Problem — In the listing below, print exactly the lines between the line holding "let description = match" and the line holding "Linear mapping of", inclusive, and no more.

Extracted entries —
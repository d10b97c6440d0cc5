//! loglik_optimizer::validation — checks on tolerances, gradients, Hessians
//! and solver output.
//!
//! Every helper returns the first violation it finds as an [`OptError`];
//! none of them mutate their input.
use crate::optimization::{
    errors::{OptError, OptResult},
    loglik_optimizer::types::{Grad, Hessian, Theta},
};

pub fn verify_tol_grad(tol: Option<f64>) -> OptResult<()> {
    if let Some(tol) = tol {
        if !tol.is_finite() {
            return Err(OptError::InvalidTolGrad { tol, reason: "Tolerance must be finite." });
        }
        if tol <= 0.0 {
            return Err(OptError::InvalidTolGrad { tol, reason: "Tolerance must be positive." });
        }
    }
    Ok(())
}

pub fn verify_tol_cost(tol: Option<f64>) -> OptResult<()> {
    if let Some(tol) = tol {
        if !tol.is_finite() {
            return Err(OptError::InvalidTolCost { tol, reason: "Tolerance must be finite." });
        }
        if tol <= 0.0 {
            return Err(OptError::InvalidTolCost { tol, reason: "Tolerance must be positive." });
        }
    }
    Ok(())
}

/// Gradient must have length `dim` and finite entries.
pub fn validate_grad(grad: &Grad, dim: usize) -> OptResult<()> {
    if grad.len() != dim {
        return Err(OptError::GradientDimMismatch { expected: dim, found: grad.len() });
    }
    match grad.iter().position(|v| !v.is_finite()) {
        Some(index) => Err(OptError::InvalidGradient {
            index,
            value: grad[index],
            reason: "Gradient elements must be finite.",
        }),
        None => Ok(()),
    }
}

/// Unwrap the solver's best parameter vector and require finite entries.
pub fn validate_theta_hat(theta_hat: Option<Theta>) -> OptResult<Theta> {
    let theta = theta_hat.ok_or(OptError::MissingThetaHat)?;
    if let Some(index) = theta.iter().position(|v| !v.is_finite()) {
        return Err(OptError::InvalidThetaHat {
            index,
            value: theta[index],
            reason: "Parameter estimates must be finite.",
        });
    }
    Ok(theta)
}

pub fn validate_value(value: f64) -> OptResult<()> {
    if !value.is_finite() {
        return Err(OptError::NonFiniteCost { value });
    }
    Ok(())
}

/// Hessian must be `dim × dim` with finite entries.
pub fn validate_hessian(hessian: &Hessian, dim: usize) -> OptResult<()> {
    if hessian.nrows() != dim || hessian.ncols() != dim {
        return Err(OptError::HessianDimMismatch {
            expected: dim,
            found: (hessian.nrows(), hessian.ncols()),
        });
    }
    for ((row, col), &value) in hessian.indexed_iter() {
        if !value.is_finite() {
            return Err(OptError::InvalidHessian { row, col, value });
        }
    }
    Ok(())
}
//! Fit every candidate of a grid on one training set.
use crate::{
    models::{
        arma_egarch::{FittedModel, fit},
        core::{options::FitOptions, spec::ModelSpec},
        criteria::InformationCriterion,
    },
    returns::TrainSet,
    search::errors::{SearchError, SearchResult},
};
use rayon::prelude::*;
use serde::{Deserialize, Serialize};
use tracing::info;

#[derive(Debug, Clone, Copy, PartialEq, Serialize, Deserialize)]
#[serde(default)]
pub struct SearchOptions {
    pub criterion: InformationCriterion,
    /// Fit candidates on the rayon pool.
    pub parallel: bool,
}

impl Default for SearchOptions {
    fn default() -> Self {
        SearchOptions { criterion: InformationCriterion::Akaike, parallel: false }
    }
}

/// One [`FittedModel`] per grid entry, in grid order, scored by
/// `search.criterion`.
///
/// # Errors
/// `EmptyGrid` when `grid` is empty. Individual fit failures are not errors.
pub fn fit_grid(
    train: &TrainSet, grid: &[ModelSpec], fit_opts: &FitOptions, search: &SearchOptions,
) -> SearchResult<Vec<FittedModel>> {
    if grid.is_empty() {
        return Err(SearchError::EmptyGrid);
    }
    let fit_one = |spec: &ModelSpec| {
        let mut model = fit(train, spec, fit_opts);
        model.rescore(search.criterion);
        model
    };
    let models: Vec<FittedModel> = if search.parallel {
        grid.par_iter().map(fit_one).collect()
    } else {
        grid.iter().map(fit_one).collect()
    };

    let n_converged = models.iter().filter(|m| m.converged()).count();
    info!(
        candidates = models.len(),
        converged = n_converged,
        criterion = search.criterion.name(),
        "grid search finished"
    );
    Ok(models)
}
// =============================================================================
// MACD Crossover Analyzer — classify the latest bar
// =============================================================================
//
// Compares the last two points of the MACD and signal lines:
//   bullish: prev macd <= prev signal AND cur macd > cur signal
//   bearish: prev macd >= prev signal AND cur macd < cur signal
//   else:    neutral
//
// Strength = min(|current histogram| * 10, 100). Bullish is checked first.

use serde::{Deserialize, Serialize};

/// Minimum points required in both the MACD and signal lines.
pub const MIN_POINTS: usize = 3;

/// Histogram magnitude to strength multiplier.
pub const STRENGTH_SCALE: f64 = 10.0;
pub const MAX_STRENGTH: f64 = 100.0;

/// Direction of a classified signal.
#[derive(Debug, Clone, Copy, PartialEq, Eq, Serialize, Deserialize)]
#[serde(rename_all = "lowercase")]
pub enum SignalKind {
    Bullish,
    Bearish,
    Neutral,
}

impl Default for SignalKind {
    fn default() -> Self {
        Self::Neutral
    }
}

impl std::fmt::Display for SignalKind {
    fn fmt(&self, f: &mut std::fmt::Formatter<'_>) -> std::fmt::Result {
        match self {
            Self::Bullish => write!(f, "bullish"),
            Self::Bearish => write!(f, "bearish"),
            Self::Neutral => write!(f, "neutral"),
        }
    }
}

/// Classification of the most recent bar.
#[derive(Debug, Clone, PartialEq, Serialize, Deserialize)]
pub struct Signal {
    pub kind: SignalKind,
    /// In `[0, 100]`.
    pub strength: f64,
    pub description: String,
}

impl Signal {
    fn neutral(description: &str) -> Self {
        Self {
            kind: SignalKind::Neutral,
            strength: 0.0,
            description: description.to_string(),
        }
    }
}

/// Classify the latest bar of a MACD triad.
///
/// Returns a neutral "Insufficient data" signal when either the MACD or the
/// signal line has fewer than three points.
pub fn analyze_macd_signal(macd: &[f64], signal: &[f64], histogram: &[f64]) -> Signal {
    if macd.len() < MIN_POINTS || signal.len() < MIN_POINTS {
        return Signal::neutral("Insufficient data");
    }

    let (prev_macd, cur_macd) = (macd[macd.len() - 2], macd[macd.len() - 1]);
    let (prev_signal, cur_signal) = (signal[signal.len() - 2], signal[signal.len() - 1]);

    let kind = if prev_macd <= prev_signal && cur_macd > cur_signal {
        SignalKind::Bullish
    } else if prev_macd >= prev_signal && cur_macd < cur_signal {
        SignalKind::Bearish
    } else {
        return Signal::neutral("No MACD crossover");
    };

    let strength = crossover_strength(histogram.last().copied());
    let description = match kind {
        SignalKind::Bullish => "Bullish MACD crossover: MACD crossed above signal line",
        _ => "Bearish MACD crossover: MACD crossed below signal line",
    };

    Signal {
        kind,
        strength,
        description: description.to_string(),
    }
}

/// Linear mapping of histogram magnitude onto `[0, 100]`.
///
/// `f64::min` would turn a NaN into the cap, so an undefined histogram maps
/// to 0.
fn crossover_strength(histogram: Option<f64>) -> f64 {
    match histogram {
        Some(h) if !h.is_nan() => (h.abs() * STRENGTH_SCALE).min(MAX_STRENGTH),
        _ => 0.0,
    }
}

#[cfg(test)]
mod tests {
    use super::*;

    #[test]
    fn insufficient_macd_points() {
        let s = analyze_macd_signal(&[1.0, 2.0], &[0.0, 0.0, 0.0], &[1.0, 2.0]);
        assert_eq!(s.kind, SignalKind::Neutral);
        assert_eq!(s.strength, 0.0);
        assert_eq!(s.description, "Insufficient data");
    }

    #[test]
    fn insufficient_signal_points() {
        let s = analyze_macd_signal(&[1.0, 2.0, 3.0], &[0.0], &[]);
        assert_eq!(s.kind, SignalKind::Neutral);
        assert_eq!(s.description, "Insufficient data");
    }

    #[test]
    fn bullish_crossover_from_below() {
        let s = analyze_macd_signal(&[-2.0, -1.0, 1.0], &[0.0, 0.0, 0.0], &[0.0, 0.0, 5.0]);
        assert_eq!(s.kind, SignalKind::Bullish);
        assert_eq!(s.strength, 50.0);
    }

    #[test]
    fn bullish_from_touching() {
        // prev macd == prev signal counts as "at or below".
        let s = analyze_macd_signal(&[0.0, 0.0, 0.5], &[0.0, 0.0, 0.2], &[0.3]);
        assert_eq!(s.kind, SignalKind::Bullish);
        assert!((s.strength - 3.0).abs() < 1e-12);
    }

    #[test]
    fn bearish_crossover_from_above() {
        let s = analyze_macd_signal(&[2.0, 1.0, -1.0], &[0.0, 0.0, 0.0], &[0.0, 0.0, -4.0]);
        assert_eq!(s.kind, SignalKind::Bearish);
        assert_eq!(s.strength, 40.0);
    }

    #[test]
    fn strength_is_capped() {
        let s = analyze_macd_signal(&[-2.0, -1.0, 30.0], &[0.0, 0.0, 0.0], &[30.0]);
        assert_eq!(s.kind, SignalKind::Bullish);
        assert_eq!(s.strength, 100.0);
    }

    #[test]
    fn no_crossover_is_neutral() {
        let s = analyze_macd_signal(&[1.0, 2.0, 3.0], &[0.0, 0.0, 0.0], &[1.0, 2.0, 3.0]);
        assert_eq!(s.kind, SignalKind::Neutral);
        assert_eq!(s.strength, 0.0);

        let s = analyze_macd_signal(&[-1.0, -2.0, -3.0], &[0.0, 0.0, 0.0], &[-1.0, -2.0, -3.0]);
        assert_eq!(s.kind, SignalKind::Neutral);
    }

    #[test]
    fn equal_current_values_are_neutral() {
        let s = analyze_macd_signal(&[0.0, -1.0, 0.0], &[0.0, 0.0, 0.0], &[0.0]);
        assert_eq!(s.kind, SignalKind::Neutral);
    }

    #[test]
    fn undefined_tail_is_neutral() {
        let nan = f64::NAN;
        let s = analyze_macd_signal(&[nan, nan, nan], &[nan, nan, nan], &[nan, nan, nan]);
        assert_eq!(s.kind, SignalKind::Neutral);
        assert_eq!(s.strength, 0.0);
    }

    #[test]
    fn undefined_histogram_gives_zero_strength() {
        let s = analyze_macd_signal(&[-2.0, -1.0, 1.0], &[0.0, 0.0, 0.0], &[f64::NAN]);
        assert_eq!(s.kind, SignalKind::Bullish);
        assert_eq!(s.strength, 0.0);
    }

    #[test]
    fn kind_serialises_lowercase() {
        let json = serde_json::to_string(&SignalKind::Bearish).unwrap();
        assert_eq!(json, "\"bearish\"");
        assert_eq!(SignalKind::Bullish.to_string(), "bullish");
    }
}
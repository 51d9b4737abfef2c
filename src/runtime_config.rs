// =============================================================================
// Runtime Configuration — indicator parameters and candle inputs
// =============================================================================
//
// All fields carry `#[serde(default)]` so that adding new fields never breaks
// loading an older config file. Persistence uses an atomic tmp + rename.
// =============================================================================

use std::path::{Path, PathBuf};

use anyhow::{bail, Context, Result};
use serde::{Deserialize, Serialize};
use tracing::info;

use crate::indicators::{
    DEFAULT_ATR_PERIOD, DEFAULT_BOLLINGER_PERIOD, DEFAULT_FAST_PERIOD, DEFAULT_RSI_PERIOD,
    DEFAULT_SIGNAL_PERIOD, DEFAULT_SLOW_PERIOD, DEFAULT_STD_DEV_MULTIPLIER,
};

// =============================================================================
// Default-value helpers (required by serde `default = "..."` attribute)
// =============================================================================

fn default_sma_period() -> usize {
    20
}

fn default_ema_period() -> usize {
    20
}

fn default_rsi_period() -> usize {
    DEFAULT_RSI_PERIOD
}

fn default_bollinger_period() -> usize {
    DEFAULT_BOLLINGER_PERIOD
}

fn default_std_dev_multiplier() -> f64 {
    DEFAULT_STD_DEV_MULTIPLIER
}

fn default_fast_period() -> usize {
    DEFAULT_FAST_PERIOD
}

fn default_slow_period() -> usize {
    DEFAULT_SLOW_PERIOD
}

fn default_signal_period() -> usize {
    DEFAULT_SIGNAL_PERIOD
}

fn default_atr_period() -> usize {
    DEFAULT_ATR_PERIOD
}

// =============================================================================
// IndicatorParams
// =============================================================================

/// Look-back periods and multipliers for every indicator in a report.
#[derive(Debug, Clone, PartialEq, Serialize, Deserialize)]
pub struct IndicatorParams {
    #[serde(default = "default_sma_period")]
    pub sma_period: usize,

    #[serde(default = "default_ema_period")]
    pub ema_period: usize,

    #[serde(default = "default_rsi_period")]
    pub rsi_period: usize,

    #[serde(default = "default_bollinger_period")]
    pub bollinger_period: usize,

    /// Band distance from the middle band, in standard deviations.
    #[serde(default = "default_std_dev_multiplier")]
    pub std_dev_multiplier: f64,

    #[serde(default = "default_fast_period")]
    pub macd_fast_period: usize,

    #[serde(default = "default_slow_period")]
    pub macd_slow_period: usize,

    #[serde(default = "default_signal_period")]
    pub macd_signal_period: usize,

    #[serde(default = "default_atr_period")]
    pub atr_period: usize,
}

impl Default for IndicatorParams {
    fn default() -> Self {
        Self {
            sma_period: default_sma_period(),
            ema_period: default_ema_period(),
            rsi_period: default_rsi_period(),
            bollinger_period: default_bollinger_period(),
            std_dev_multiplier: default_std_dev_multiplier(),
            macd_fast_period: default_fast_period(),
            macd_slow_period: default_slow_period(),
            macd_signal_period: default_signal_period(),
            atr_period: default_atr_period(),
        }
    }
}

impl IndicatorParams {
    /// Reject parameter sets that cannot produce a meaningful series.
    pub fn validate(&self) -> Result<()> {
        let periods = [
            ("sma_period", self.sma_period),
            ("ema_period", self.ema_period),
            ("rsi_period", self.rsi_period),
            ("bollinger_period", self.bollinger_period),
            ("macd_fast_period", self.macd_fast_period),
            ("macd_slow_period", self.macd_slow_period),
            ("macd_signal_period", self.macd_signal_period),
            ("atr_period", self.atr_period),
        ];
        for (name, value) in periods {
            if value == 0 {
                bail!("{name} must be positive");
            }
        }
        if self.macd_fast_period >= self.macd_slow_period {
            bail!(
                "macd_fast_period ({}) must be shorter than macd_slow_period ({})",
                self.macd_fast_period,
                self.macd_slow_period
            );
        }
        if !(self.std_dev_multiplier.is_finite() && self.std_dev_multiplier > 0.0) {
            bail!("std_dev_multiplier must be a positive number");
        }
        Ok(())
    }
}

// =============================================================================
// RuntimeConfig
// =============================================================================

/// One candle history to analyse.
#[derive(Debug, Clone, PartialEq, Serialize, Deserialize)]
pub struct CandleInput {
    pub symbol: String,
    /// JSON file holding an array of candles, oldest first.
    pub path: PathBuf,
}

/// Top-level configuration for the report runner.
#[derive(Debug, Clone, Default, Serialize, Deserialize)]
pub struct RuntimeConfig {
    /// Candle histories to analyse.
    #[serde(default)]
    pub inputs: Vec<CandleInput>,

    #[serde(default)]
    pub params: IndicatorParams,
}

impl RuntimeConfig {
    /// Load configuration from a JSON file at `path`.
    ///
    /// If the file does not exist, returns an error so the caller can fall
    /// back to defaults with a warning.
    pub fn load(path: impl AsRef<Path>) -> Result<Self> {
        let path = path.as_ref();

        let content = std::fs::read_to_string(path)
            .with_context(|| format!("failed to read runtime config from {}", path.display()))?;

        let config: Self = serde_json::from_str(&content)
            .with_context(|| format!("failed to parse runtime config from {}", path.display()))?;

        info!(
            path = %path.display(),
            inputs = config.inputs.len(),
            "runtime config loaded"
        );

        Ok(config)
    }

    /// Persist the current configuration to `path` using an atomic write
    /// (write to `.tmp`, then rename).
    pub fn save(&self, path: impl AsRef<Path>) -> Result<()> {
        let path = path.as_ref();

        let content = serde_json::to_string_pretty(self)
            .context("failed to serialise runtime config to JSON")?;

        let tmp_path = path.with_extension("json.tmp");

        std::fs::write(&tmp_path, &content)
            .with_context(|| format!("failed to write tmp config to {}", tmp_path.display()))?;

        std::fs::rename(&tmp_path, path)
            .with_context(|| format!("failed to rename tmp config to {}", path.display()))?;

        info!(path = %path.display(), "runtime config saved (atomic)");
        Ok(())
    }

    /// Parse a `SYMBOL=path,SYMBOL=path` list, as used by the
    /// `CANDLE_SIGNALS_INPUTS` override.
    pub fn parse_inputs(list: &str) -> Result<Vec<CandleInput>> {
        list.split(',')
            .map(str::trim)
            .filter(|entry| !entry.is_empty())
            .map(|entry| {
                let Some((symbol, path)) = entry.split_once('=') else {
                    bail!("input `{entry}` must look like SYMBOL=path");
                };
                let (symbol, path) = (symbol.trim(), path.trim());
                if symbol.is_empty() || path.is_empty() {
                    bail!("input `{entry}` has an empty symbol or path");
                }
                Ok(CandleInput {
                    symbol: symbol.to_uppercase(),
                    path: PathBuf::from(path),
                })
            })
            .collect()
    }
}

Solution for this problem —
    let description = match kind {
        SignalKind::Bullish => "Bullish MACD crossover: MACD crossed above signal line",
        _ => "Bearish MACD crossover: MACD crossed below signal line",
    };

    Signal {
        kind,
        strength,
        description: description.to_string(),
    }
}

/// Linear mapping of histogram magnitude onto `[0, 100]`.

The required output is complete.